▶ What you are asked to do: Could you output every record below exactly as it appears?
START Records supplied
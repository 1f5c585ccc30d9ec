//! The order desk.

use crate::error::{MarketError, MarketResult};
use crate::model::{Order, OrderStatus};
use chrono::Utc;
use labstore_core::{Collection, Store};
use tracing::debug;

/// Orders from placement through results delivery.
///
/// Owns the `"orders"` collection, which starts empty. Status moves
/// forward through the scheduling flow; cancellation is allowed from any
/// non-terminal state, and nothing is editable once the order is terminal.
pub struct OrderDesk {
    orders: Collection<Order>,
}

impl OrderDesk {
    /// Opens the order desk over the given store.
    ///
    /// # Errors
    ///
    /// Returns an error if the collection key is invalid or already claimed.
    pub fn open(store: &Store) -> MarketResult<Self> {
        Ok(Self {
            orders: store.collection("orders", Vec::new())?,
        })
    }

    /// Returns all orders in placement order.
    #[must_use]
    pub fn list(&self) -> Vec<Order> {
        self.orders.list()
    }

    /// Returns the order with the given id.
    #[must_use]
    pub fn by_id(&self, id: &str) -> Option<Order> {
        self.orders.get(id)
    }

    /// Returns a patient's orders.
    #[must_use]
    pub fn for_patient(&self, patient_id: &str) -> Vec<Order> {
        self.orders.filter(|o| o.patient_id == patient_id)
    }

    /// Returns the orders assigned to a laboratory, by display name.
    #[must_use]
    pub fn for_laboratory(&self, lab_name: &str) -> Vec<Order> {
        self.orders
            .filter(|o| o.assigned_laboratory.as_deref() == Some(lab_name))
    }

    /// Returns the orders in a given status.
    #[must_use]
    pub fn with_status(&self, status: OrderStatus) -> Vec<Order> {
        self.orders.filter(|o| o.status == status)
    }

    /// Places an order.
    ///
    /// # Errors
    ///
    /// Returns an error on duplicate id or failed write.
    pub fn place(&self, order: Order) -> MarketResult<()> {
        debug!(order = %order.id, patient = %order.patient_id, "order placed");
        Ok(self.orders.insert(order)?)
    }

    /// Guards a transition on a non-terminal order.
    fn edit_open_order(
        &self,
        id: &str,
        action: &str,
        edit: impl FnOnce(&mut Order),
    ) -> MarketResult<bool> {
        if let Some(order) = self.orders.get(id) {
            if order.status.is_terminal() {
                return Err(MarketError::InvalidOrderState {
                    order_id: id.to_string(),
                    action: action.to_string(),
                    status: order.status.to_string(),
                });
            }
        }
        Ok(self.orders.update_with(id, edit)?)
    }

    /// Schedules the sampling date and time.
    ///
    /// # Errors
    ///
    /// Returns an error if the order is terminal or the write fails.
    pub fn schedule(&self, id: &str, date: &str, time: &str) -> MarketResult<bool> {
        self.edit_open_order(id, "scheduled", |order| {
            order.scheduled_date = Some(date.to_string());
            order.scheduled_time = Some(time.to_string());
            order.status = OrderStatus::Scheduled;
        })
    }

    /// Records the laboratory's confirmation of the appointment.
    ///
    /// # Errors
    ///
    /// Returns an error if the order is terminal or the write fails.
    pub fn confirm(&self, id: &str, lab_name: &str) -> MarketResult<bool> {
        self.edit_open_order(id, "confirmed", |order| {
            order.assigned_laboratory = Some(lab_name.to_string());
            order.confirmed_by_lab = Some(true);
            order.confirmed_at = Some(Utc::now());
            order.status = OrderStatus::Confirmed;
        })
    }

    /// Assigns the nurse sent for home sampling, by display name.
    ///
    /// # Errors
    ///
    /// Returns an error if the order is terminal or the write fails.
    pub fn assign_nurse(&self, id: &str, nurse_name: &str) -> MarketResult<bool> {
        self.edit_open_order(id, "assigned", |order| {
            order.assigned_nurse = Some(nurse_name.to_string());
        })
    }

    /// Marks samples taken and analysis running.
    ///
    /// # Errors
    ///
    /// Returns an error if the order is terminal or the write fails.
    pub fn start_processing(&self, id: &str) -> MarketResult<bool> {
        self.edit_open_order(id, "processed", |order| {
            order.status = OrderStatus::InProgress;
        })
    }

    /// Records payment.
    ///
    /// # Errors
    ///
    /// Returns an error if the order is terminal or the write fails.
    pub fn mark_paid(&self, id: &str) -> MarketResult<bool> {
        self.edit_open_order(id, "paid", |order| order.paid = true)
    }

    /// Attaches the results document and completes the order.
    ///
    /// # Errors
    ///
    /// Returns an error if the order is terminal or the write fails.
    pub fn attach_results(&self, id: &str, results_url: &str) -> MarketResult<bool> {
        self.edit_open_order(id, "completed", |order| {
            order.results_url = Some(results_url.to_string());
            order.status = OrderStatus::Completed;
        })
    }

    /// Cancels the order.
    ///
    /// # Errors
    ///
    /// Returns an error if the order is already terminal or the write
    /// fails.
    pub fn cancel(&self, id: &str) -> MarketResult<bool> {
        self.edit_open_order(id, "cancelled", |order| {
            order.status = OrderStatus::Cancelled;
        })
    }
}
END Records supplied
▶ Result:
repository 1f5c585ccc30d9ec
//! The order desk.

use crate::error::{MarketError, MarketResult};
use crate::model::{Order, OrderStatus};
use chrono::Utc;
use labstore_core::{Collection, Store};
use tracing::debug;

/// Orders from placement through results delivery.
///
/// Owns the `"orders"` collection, which starts empty. Status moves
/// forward through the scheduling flow; cancellation is allowed from any
/// non-terminal state, and nothing is editable once the order is terminal.
pub struct OrderDesk {
    orders: Collection<Order>,
}

impl OrderDesk {
    /// Opens the order desk over the given store.
    ///
    /// # Errors
    ///
    /// Returns an error if the collection key is invalid or already claimed.
    pub fn open(store: &Store) -> MarketResult<Self> {
        Ok(Self {
            orders: store.collection("orders", Vec::new())?,
        })
    }

    /// Returns all orders in placement order.
    #[must_use]
    pub fn list(&self) -> Vec<Order> {
        self.orders.list()
    }

    /// Returns the order with the given id.
    #[must_use]
    pub fn by_id(&self, id: &str) -> Option<Order> {
        self.orders.get(id)
    }

    /// Returns a patient's orders.
    #[must_use]
    pub fn for_patient(&self, patient_id: &str) -> Vec<Order> {
        self.orders.filter(|o| o.patient_id == patient_id)
    }

    /// Returns the orders assigned to a laboratory, by display name.
    #[must_use]
    pub fn for_laboratory(&self, lab_name: &str) -> Vec<Order> {
        self.orders
            .filter(|o| o.assigned_laboratory.as_deref() == Some(lab_name))
    }

    /// Returns the orders in a given status.
    #[must_use]
    pub fn with_status(&self, status: OrderStatus) -> Vec<Order> {
        self.orders.filter(|o| o.status == status)
    }

    /// Places an order.
    ///
    /// # Errors
    ///
    /// Returns an error on duplicate id or failed write.
    pub fn place(&self, order: Order) -> MarketResult<()> {
        debug!(order = %order.id, patient = %order.patient_id, "order placed");
        Ok(self.orders.insert(order)?)
    }

    /// Guards a transition on a non-terminal order.
    fn edit_open_order(
        &self,
        id: &str,
        action: &str,
        edit: impl FnOnce(&mut Order),
    ) -> MarketResult<bool> {
        if let Some(order) = self.orders.get(id) {
            if order.status.is_terminal() {
                return Err(MarketError::InvalidOrderState {
                    order_id: id.to_string(),
                    action: action.to_string(),
                    status: order.status.to_string(),
                });
            }
        }
        Ok(self.orders.update_with(id, edit)?)
    }

    /// Schedules the sampling date and time.
    ///
    /// # Errors
    ///
    /// Returns an error if the order is terminal or the write fails.
    pub fn schedule(&self, id: &str, date: &str, time: &str) -> MarketResult<bool> {
        self.edit_open_order(id, "scheduled", |order| {
            order.scheduled_date = Some(date.to_string());
            order.scheduled_time = Some(time.to_string());
            order.status = OrderStatus::Scheduled;
        })
    }

    /// Records the laboratory's confirmation of the appointment.
    ///
    /// # Errors
    ///
    /// Returns an error if the order is terminal or the write fails.
    pub fn confirm(&self, id: &str, lab_name: &str) -> MarketResult<bool> {
        self.edit_open_order(id, "confirmed", |order| {
            order.assigned_laboratory = Some(lab_name.to_string());
            order.confirmed_by_lab = Some(true);
            order.confirmed_at = Some(Utc::now());
            order.status = OrderStatus::Confirmed;
        })
    }

    /// Assigns the nurse sent for home sampling, by display name.
    ///
    /// # Errors
    ///
    /// Returns an error if the order is terminal or the write fails.
    pub fn assign_nurse(&self, id: &str, nurse_name: &str) -> MarketResult<bool> {
        self.edit_open_order(id, "assigned", |order| {
            order.assigned_nurse = Some(nurse_name.to_string());
        })
    }

    /// Marks samples taken and analysis running.
    ///
    /// # Errors
    ///
    /// Returns an error if the order is terminal or the write fails.
    pub fn start_processing(&self, id: &str) -> MarketResult<bool> {
        self.edit_open_order(id, "processed", |order| {
            order.status = OrderStatus::InProgress;
        })
    }

    /// Records payment.
    ///
    /// # Errors
    ///
    /// Returns an error if the order is terminal or the write fails.
    pub fn mark_paid(&self, id: &str) -> MarketResult<bool> {
        self.edit_open_order(id, "paid", |order| order.paid = true)
    }

    /// Attaches the results document and completes the order.
    ///
    /// # Errors
    ///
    /// Returns an error if the order is terminal or the write fails.
    pub fn attach_results(&self, id: &str, results_url: &str) -> MarketResult<bool> {
        self.edit_open_order(id, "completed", |order| {
            order.results_url = Some(results_url.to_string());
            order.status = OrderStatus::Completed;
        })
    }

    /// Cancels the order.
    ///
    /// # Errors
    ///
    /// Returns an error if the order is already terminal or the write
    /// fails.
    pub fn cancel(&self, id: &str) -> MarketResult<bool> {
        self.edit_open_order(id, "cancelled", |order| {
            order.status = OrderStatus::Cancelled;
        })
    }
}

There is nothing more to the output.